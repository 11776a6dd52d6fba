//! Core types: worksheets, bounding ranges, sheet naming, xlsx output, tracing

pub mod error;
pub mod range;
pub mod sheet_name;
pub mod tracing;
pub mod worksheet;
pub mod xlsx;

pub use error::{OutputError, OutputResult};
pub use range::{BoundingRange, RangeError};
pub use sheet_name::SheetNamer;
pub use tracing::{TracingConfig, TracingError, init_tracing};
pub use worksheet::Worksheet;
pub use xlsx::{WorkbookSummary, write_workbook};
····················
ASSIGNMENT:
Go line by line through the data above and report each one that holds the string "tracing".

RESPONSE TO THE EXERCISE:
//! Core types: worksheets, bounding ranges, sheet naming, xlsx output, tracing
pub mod tracing;
pub use tracing::{TracingConfig, TracingError, init_tracing};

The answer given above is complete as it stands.